Over the years, she’s tried many ways to fix her marriage. She suggested couples’ counseling several times, but David refused to go, saying that all their problems are her fault. She’s spoken to rabbis and counselors, most of whom told her to leave him, but they couldn’t tell her how she was supposed to support her children on her own. Others told her that he “just has a bad temper,” and that she must avoid doing things that “push his buttons.” Part of the reason Sandie went back to work was to build up a nest egg for herself, but David insists that she deposit her check directly into his bank account.
She’s spent many nights crying, agonizing over the person her husband has become and wondering what she’s done wrong. She feels so ashamed that she hasn’t been able to keep shalom bayis in her home that she has rarely tried to tell anyone else. When she has hinted at problems, people say she must be exaggerating. She actually has few friends anymore, as David doesn’t trust her to see people on her own. He insists they do everything as a couple.
The most recent incident was over the fact that she bought new shoes for their youngest child without asking David first. He kept her awake until 4:30 a.m. yelling about how she can’t handle money, and how careless and lazy she is. (He gives her an “allowance” every motzei Shabbos to cover food, gasoline, clothing, school supplies and household expenses: the amount depends on whether she’s been “good” that week, but it’s never more than $200 for everything.)

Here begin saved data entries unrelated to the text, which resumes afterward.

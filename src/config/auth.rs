//! Authentication configuration

use serde::Deserialize;
use std::time::Duration;

use super::error::ValidationError;
use super::server::Environment;

/// Authentication configuration (Clerk)
#[derive(Debug, Clone, Deserialize)]
pub struct AuthConfig {
    /// Clerk issuer URL (e.g. `https://example.clerk.accounts.dev`)
    ///
    /// Used for JWKS discovery and `iss` claim validation.
    pub clerk_issuer: String,

    /// Clerk publishable key (pk_test_... / pk_live_...)
    ///
    /// Part of the deployment's configuration contract; the backend itself
    /// only validates its shape.
    pub clerk_publishable_key: String,

    /// Clerk secret key (sk_test_... / sk_live_...) for the Backend API
    pub clerk_secret_key: String,

    /// Expected `azp` (authorized party) claim, if enforced
    #[serde(default)]
    pub authorized_party: Option<String>,

    /// JWKS cache TTL in seconds
    #[serde(default = "default_jwks_cache_ttl")]
    pub jwks_cache_ttl_secs: u64,
}

impl AuthConfig {
    /// Get JWKS cache TTL as Duration
    pub fn jwks_cache_ttl(&self) -> Duration {
        Duration::from_secs(self.jwks_cache_ttl_secs)
    }

    /// Validate authentication configuration
    ///
    /// In production, requires HTTPS for the issuer URL.
    /// In development, allows localhost with HTTP/HTTPS.
    pub fn validate(&self, environment: &Environment) -> Result<(), ValidationError> {
        if self.clerk_issuer.is_empty() {
            return Err(ValidationError::MissingRequired("CLERK_ISSUER"));
        }
        if self.clerk_publishable_key.is_empty() {
            return Err(ValidationError::MissingRequired("CLERK_PUBLISHABLE_KEY"));
        }
        if self.clerk_secret_key.is_empty() {
            return Err(ValidationError::MissingRequired("CLERK_SECRET_KEY"));
        }

        // Verify key prefixes for safety
        if !self.clerk_publishable_key.starts_with("pk_") {
            return Err(ValidationError::InvalidClerkPublishableKey);
        }
        if !self.clerk_secret_key.starts_with("sk_") {
            return Err(ValidationError::InvalidClerkSecretKey);
        }

        // In production, require HTTPS
        if *environment == Environment::Production && !self.clerk_issuer.starts_with("https://") {
            return Err(ValidationError::IssuerMustBeHttps);
        }

        Ok(())
    }
}

impl Default for AuthConfig {
    fn default() -> Self {
        Self {
            clerk_issuer: String::new(),
            clerk_publishable_key: String::new(),
            clerk_secret_key: String::new(),
            authorized_party: None,
            jwks_cache_ttl_secs: default_jwks_cache_ttl(),
        }
    }
}

fn default_jwks_cache_ttl() -> u64 {
    3600
}
//! Adapters - provider integrations and the HTTP surface.

pub mod auth;
pub mod http;
pub mod polar;
//! Authentication types for the domain layer.
//!
//! These types represent an authenticated user extracted from a bearer token.
//! They have **no external dependencies** - any identity provider (Clerk,
//! Auth0, Zitadel) can populate them via the `SessionValidator` port.
//!
//! # Design Decisions
//!
//! - `AuthenticatedUser` contains only the claims we actually use
//! - `AuthError` is domain-centric, not provider-specific
//! - Types are `Clone` for easy use in request handlers

use super::UserId;
use thiserror::Error;

/// Authenticated user extracted from a validated session token.
///
/// This is a **domain type** with no provider dependencies.
/// Session tokens don't always carry profile claims, so everything
/// beyond the identity itself is optional.
#[derive(Debug, Clone)]
pub struct AuthenticatedUser {
    /// The unique user identifier from the identity provider.
    pub id: UserId,

    /// User's email address, when the token carries it.
    pub email: Option<String>,

    /// Display name if available.
    pub display_name: Option<String>,
}

impl AuthenticatedUser {
    /// Creates a new authenticated user.
    ///
    /// This is typically called by the `SessionValidator` adapter after
    /// successfully validating a bearer token.
    pub fn new(id: UserId, email: Option<String>, display_name: Option<String>) -> Self {
        Self {
            id,
            email,
            display_name,
        }
    }
}

/// Authentication errors that can occur during token validation.
///
/// These errors are **domain-centric** - they describe what went wrong
/// from the application's perspective, not the identity provider's.
#[derive(Debug, Clone, Error)]
pub enum AuthError {
    /// The token is missing, malformed, or has an invalid signature.
    #[error("Invalid or expired token")]
    InvalidToken,

    /// The token has expired (separate from InvalidToken for specific handling).
    #[error("Token expired")]
    TokenExpired,

    /// Token is valid but the user no longer exists in the system.
    #[error("User not found")]
    UserNotFound,

    /// The authentication service is unavailable (network, config, etc.).
    #[error("Auth service unavailable: {0}")]
    ServiceUnavailable(String),
}

impl AuthError {
    /// Creates a service unavailable error with a message.
    pub fn service_unavailable(message: impl Into<String>) -> Self {
        Self::ServiceUnavailable(message.into())
    }

    /// Returns true if this is a transient error that may succeed on retry.
    pub fn is_transient(&self) -> bool {
        matches!(self, AuthError::ServiceUnavailable(_))
    }
}
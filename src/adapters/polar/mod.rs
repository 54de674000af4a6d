//! Polar adapter - payment provider integration.
//!
//! - [`PolarPaymentAdapter`] is the production `PaymentProvider`
//! - [`MockPaymentProvider`] is the scriptable test double
//! - [`webhook_types`] holds wire structs and signature parsing

pub mod mock_payment_provider;
pub mod polar_adapter;
pub mod webhook_types;

pub use mock_payment_provider::MockPaymentProvider;
pub use polar_adapter::{PolarConfig, PolarEnvironment, PolarPaymentAdapter};
//! Payment configuration

use serde::Deserialize;

use super::error::ValidationError;

/// Payment configuration (Polar)
#[derive(Debug, Clone, Default, Deserialize)]
pub struct PaymentConfig {
    /// Polar API access token (polar_oat_... / polar_pat_...)
    pub polar_access_token: String,

    /// Polar API environment selector: "sandbox" or "production"
    #[serde(default = "default_polar_environment")]
    pub polar_environment: String,

    /// Webhook signing secret shared with Polar
    pub polar_webhook_secret: String,
}

impl PaymentConfig {
    /// Check if targeting the Polar sandbox
    pub fn is_sandbox(&self) -> bool {
        self.polar_environment == "sandbox"
    }

    /// Validate payment configuration
    pub fn validate(&self) -> Result<(), ValidationError> {
        if self.polar_access_token.is_empty() {
            return Err(ValidationError::MissingRequired("POLAR_ACCESS_TOKEN"));
        }
        if self.polar_webhook_secret.is_empty() {
            return Err(ValidationError::MissingRequired("POLAR_WEBHOOK_SECRET"));
        }

        // Verify token prefix for safety
        if !self.polar_access_token.starts_with("polar_") {
            return Err(ValidationError::InvalidPolarToken);
        }
        if self.polar_environment != "sandbox" && self.polar_environment != "production" {
            return Err(ValidationError::InvalidPolarEnvironment);
        }

        Ok(())
    }
}

fn default_polar_environment() -> String {
    "sandbox".to_string()
}

#[cfg(test)]
mod tests {
    use super::*;

    fn valid_config() -> PaymentConfig {
        PaymentConfig {
            polar_access_token: "polar_oat_abcd1234".to_string(),
            polar_environment: "sandbox".to_string(),
            polar_webhook_secret: "whsec_dGVzdF9zZWNyZXQ=".to_string(),
        }
    }

    #[test]
    fn test_is_sandbox() {
        let config = valid_config();
        assert!(config.is_sandbox());

        let config = PaymentConfig {
            polar_environment: "production".to_string(),
            ..valid_config()
        };
        assert!(!config.is_sandbox());
    }

    #[test]
    fn test_validation_missing_access_token() {
        let config = PaymentConfig::default();
        assert!(config.validate().is_err());
    }

    #[test]
    fn test_validation_missing_webhook_secret() {
        let config = PaymentConfig {
            polar_webhook_secret: String::new(),
            ..valid_config()
        };
        assert!(config.validate().is_err());
    }

    #[test]
    fn test_validation_invalid_token_prefix() {
        let config = PaymentConfig {
            polar_access_token: "sk_test_xxx".to_string(),
            ..valid_config()
        };
        assert!(config.validate().is_err());
    }

    #[test]
    fn test_validation_invalid_environment() {
        let config = PaymentConfig {
            polar_environment: "staging".to_string(),
            ..valid_config()
        };
        assert!(config.validate().is_err());
    }

    #[test]
    fn test_validation_valid_config() {
        assert!(valid_config().validate().is_ok());
    }
}
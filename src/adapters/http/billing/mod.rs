//! HTTP adapter for the relay endpoints.

pub mod dto;
pub mod handlers;
pub mod routes;

pub use handlers::BillingAppState;
pub use routes::billing_router;
//! HTTP handlers for the relay endpoints.
//!
//! These handlers connect axum routes to application layer command/query
//! handlers and own the error-to-status mapping.

use std::sync::Arc;

use axum::body::Bytes;
use axum::extract::{Json, State};
use axum::http::{HeaderMap, StatusCode};
use axum::response::IntoResponse;

use crate::application::handlers::billing::{
    CreateCheckoutCommand, CreateCheckoutHandler, CreatePortalSessionCommand,
    CreatePortalSessionHandler, PortalSessionError, ProcessWebhookCommand, ProcessWebhookHandler,
};
use crate::application::handlers::catalog::ListProductsHandler;
use crate::ports::{IdentityError, IdentityStore, PaymentError, PaymentProvider, WebhookHeaders};

use super::super::middleware::RequireAuth;
use super::dto::{
    AuthProbeResponse, CheckoutResponse, ErrorResponse, PortalResponse, ProductResponse,
    WebhookAckResponse,
};

// ════════════════════════════════════════════════════════════════════════════════
// Application State
// ════════════════════════════════════════════════════════════════════════════════

/// Shared application state containing all dependencies.
///
/// This struct is cloned for each request and contains Arc-wrapped
/// dependencies for efficient sharing across handlers.
#[derive(Clone)]
pub struct BillingAppState {
    pub payment_provider: Arc<dyn PaymentProvider>,
    pub identity_store: Arc<dyn IdentityStore>,
    /// Fully-templated success redirect URL for checkout sessions.
    pub checkout_success_url: String,
}

impl BillingAppState {
    /// Create handlers on demand from the shared state.
    pub fn webhook_handler(&self) -> ProcessWebhookHandler {
        ProcessWebhookHandler::new(self.payment_provider.clone(), self.identity_store.clone())
    }

    pub fn create_checkout_handler(&self) -> CreateCheckoutHandler {
        CreateCheckoutHandler::new(
            self.payment_provider.clone(),
            self.checkout_success_url.clone(),
        )
    }

    pub fn portal_handler(&self) -> CreatePortalSessionHandler {
        CreatePortalSessionHandler::new(self.payment_provider.clone(), self.identity_store.clone())
    }

    pub fn list_products_handler(&self) -> ListProductsHandler {
        ListProductsHandler::new(self.payment_provider.clone())
    }
}

// ════════════════════════════════════════════════════════════════════════════════
// Handlers
// ════════════════════════════════════════════════════════════════════════════════

/// POST /webhook - Receive payment provider webhook deliveries
///
/// Signature verification failures respond 403 with no side effect.
/// Once verified, the delivery is always acknowledged with 202 - update
/// failures are logged, never surfaced to the provider.
pub async fn handle_webhook(
    State(state): State<BillingAppState>,
    headers: HeaderMap,
    body: Bytes,
) -> Result<impl IntoResponse, ApiError> {
    let webhook_headers = extract_webhook_headers(&headers)?;

    let handler = state.webhook_handler();
    let cmd = ProcessWebhookCommand {
        payload: body.to_vec(),
        headers: webhook_headers,
    };

    // The handler only errors on verification failure
    let outcome = handler.handle(cmd).await?;
    tracing::debug!(?outcome, "Webhook delivery processed");

    Ok((StatusCode::ACCEPTED, Json(WebhookAckResponse { received: true })))
}

/// Pull the signature-bearing headers off the request.
///
/// A delivery without complete signature material cannot be verified, so
/// it gets the same forbidden response as a bad signature.
fn extract_webhook_headers(headers: &HeaderMap) -> Result<WebhookHeaders, ApiError> {
    let get = |name: &str| {
        headers
            .get(name)
            .and_then(|v| v.to_str().ok())
            .map(str::to_string)
            .ok_or_else(|| ApiError::Forbidden(format!("Missing {} header", name)))
    };

    Ok(WebhookHeaders {
        id: get("webhook-id")?,
        timestamp: get("webhook-timestamp")?,
        signature: get("webhook-signature")?,
    })
}

/// POST /create-checkout - Create a checkout session for the caller
pub async fn create_checkout(
    State(state): State<BillingAppState>,
    RequireAuth(user): RequireAuth,
    body: Option<Json<serde_json::Value>>,
) -> Result<impl IntoResponse, ApiError> {
    // A missing, non-object, or empty body never reaches the provider
    let options = body
        .and_then(|Json(value)| match value {
            serde_json::Value::Object(map) if !map.is_empty() => Some(map),
            _ => None,
        })
        .ok_or_else(|| {
            ApiError::BadRequest("Request body must be a non-empty JSON object".to_string())
        })?;

    let handler = state.create_checkout_handler();
    let cmd = CreateCheckoutCommand {
        user_id: user.id,
        options,
    };

    let result = handler.handle(cmd).await?;

    // An echo mismatch downgrades the status and attaches a warning
    let status = if result.identity_echoed {
        StatusCode::CREATED
    } else {
        StatusCode::OK
    };
    let response = CheckoutResponse::from_session(result.session, result.identity_echoed);

    Ok((status, Json(response)))
}

/// GET /api/create-portal-session - Get a customer portal URL for the caller
pub async fn create_portal_session(
    State(state): State<BillingAppState>,
    RequireAuth(user): RequireAuth,
) -> Result<impl IntoResponse, ApiError> {
    let handler = state.portal_handler();
    let session = handler
        .handle(CreatePortalSessionCommand { user_id: user.id })
        .await?;

    Ok(Json(PortalResponse::from(session)))
}

/// GET /api/products - List purchasable products (no authentication)
pub async fn list_products(
    State(state): State<BillingAppState>,
) -> Result<impl IntoResponse, ApiError> {
    let handler = state.list_products_handler();
    let summaries = handler.handle().await?;

    let products: Vec<ProductResponse> = summaries.into_iter().map(ProductResponse::from).collect();
    Ok(Json(products))
}

/// GET /test-auth - Return the caller's identity (diagnostic)
pub async fn test_auth(RequireAuth(user): RequireAuth) -> impl IntoResponse {
    Json(AuthProbeResponse::from(&user))
}

/// GET /health - Liveness probe
pub async fn health() -> impl IntoResponse {
    (StatusCode::OK, "OK")
}

// ════════════════════════════════════════════════════════════════════════════════
// Error Handling
// ════════════════════════════════════════════════════════════════════════════════

/// API error type mapping failures onto the HTTP taxonomy:
/// 400 bad body, 403 failed webhook verification, 404 missing resource,
/// 422 provider validation, 500 everything else upstream.
#[derive(Debug)]
pub enum ApiError {
    BadRequest(String),
    Forbidden(String),
    NotFound(String),
    UnprocessableEntity {
        message: String,
        details: Option<serde_json::Value>,
    },
    Internal(String),
}

impl From<PaymentError> for ApiError {
    fn from(err: PaymentError) -> Self {
        match err {
            PaymentError::Validation { message, details } => {
                ApiError::UnprocessableEntity { message, details }
            }
            PaymentError::InvalidWebhook(message) => ApiError::Forbidden(message),
            PaymentError::Api { .. } | PaymentError::Network(_) => {
                ApiError::Internal(err.to_string())
            }
        }
    }
}

impl From<IdentityError> for ApiError {
    fn from(err: IdentityError) -> Self {
        match err {
            IdentityError::UserNotFound => ApiError::NotFound("User not found".to_string()),
            IdentityError::Api { .. } | IdentityError::Network(_) => {
                ApiError::Internal(err.to_string())
            }
        }
    }
}

impl From<PortalSessionError> for ApiError {
    fn from(err: PortalSessionError) -> Self {
        match err {
            PortalSessionError::NoCustomer => {
                ApiError::NotFound("No subscription on file".to_string())
            }
            PortalSessionError::Identity(e) => e.into(),
            PortalSessionError::Payment(e) => e.into(),
        }
    }
}

impl IntoResponse for ApiError {
    fn into_response(self) -> axum::response::Response {
        let (status, body) = match self {
            ApiError::BadRequest(message) => (
                StatusCode::BAD_REQUEST,
                ErrorResponse::new("BAD_REQUEST", message),
            ),
            ApiError::Forbidden(message) => {
                tracing::warn!(error = %message, "Webhook verification failed");
                (
                    StatusCode::FORBIDDEN,
                    ErrorResponse::new("WEBHOOK_VERIFICATION_FAILED", message),
                )
            }
            ApiError::NotFound(message) => (
                StatusCode::NOT_FOUND,
                ErrorResponse::new("NOT_FOUND", message),
            ),
            ApiError::UnprocessableEntity { message, details } => {
                let mut body = ErrorResponse::new("VALIDATION_FAILED", message);
                if let Some(details) = details {
                    body = body.with_details(details);
                }
                (StatusCode::UNPROCESSABLE_ENTITY, body)
            }
            ApiError::Internal(message) => {
                tracing::error!(error = %message, "Upstream provider failure");
                (
                    StatusCode::INTERNAL_SERVER_ERROR,
                    ErrorResponse::new("UPSTREAM_ERROR", "Upstream provider failure"),
                )
            }
        };

        (status, Json(body)).into_response()
    }
}
//! Error types for the domain layer.

use thiserror::Error;

/// Errors that occur during value object construction.
#[derive(Debug, Clone, Error)]
pub enum ValidationError {
    #[error("Field '{field}' cannot be empty")]
    EmptyField { field: String },

    #[error("Field '{field}' has invalid format: {reason}")]
    InvalidFormat { field: String, reason: String },
}

impl ValidationError {
    /// Creates an empty field validation error.
    pub fn empty_field(field: impl Into<String>) -> Self {
        ValidationError::EmptyField {
            field: field.into(),
        }
    }

    /// Creates an invalid format validation error.
    pub fn invalid_format(field: impl Into<String>, reason: impl Into<String>) -> Self {
        ValidationError::InvalidFormat {
            field: field.into(),
            reason: reason.into(),
        }
    }
}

For some reason, this fight was the last straw for her. She realized that he wasn’t ever going to change; and she didn’t want her children to grow up thinking this was normal behavior. That week she saw a card at the mikvah advertising a hotline for abused Orthodox women. When she called, the counselor really listened — and made her feel that someone finally understood. But she didn’t tell her what to do. Sandie had hoped the hotline would give her an answer, but by the end of the conversation, she realized that she was going to have to make some hard decisions for herself. She did feel better, however, after they worked out a safety plan in case things got worse again. The counselor gave her the names of some therapists, a battered women’s support group, and a rabbi who would believe her, and told her she could call back any time she wanted to talk some more.
Sandie decided to start with the rabbi, and called to make an appointment. Although she was hesitant at first to give details, he seemed to understand what she meant by a “bad temper.” He assured her that he would not endanger her by telling her husband she had come to him, and he set about helping her evaluate her options within a halachic framework. He also suggested that it would be a good idea for her to talk to a domestic violence counselor.
At this point, after a few visits with the rabbi, Sandie doesn’t yet know if she’ll stay with David or ask for a divorce: she feels there are pros and cons either way, and she wants to make sure she does the right thing for her children. She does feel, however, that she has finally opened her eyes and is on her way to making things better for herself and for them. She feels hopeful for the first time in years.
* Sandie’s case history was provided by NISHMA, a program for Orthodox battered women in Los Angeles. All names and identifying details have been changed to protect the privacy of the individuals involved.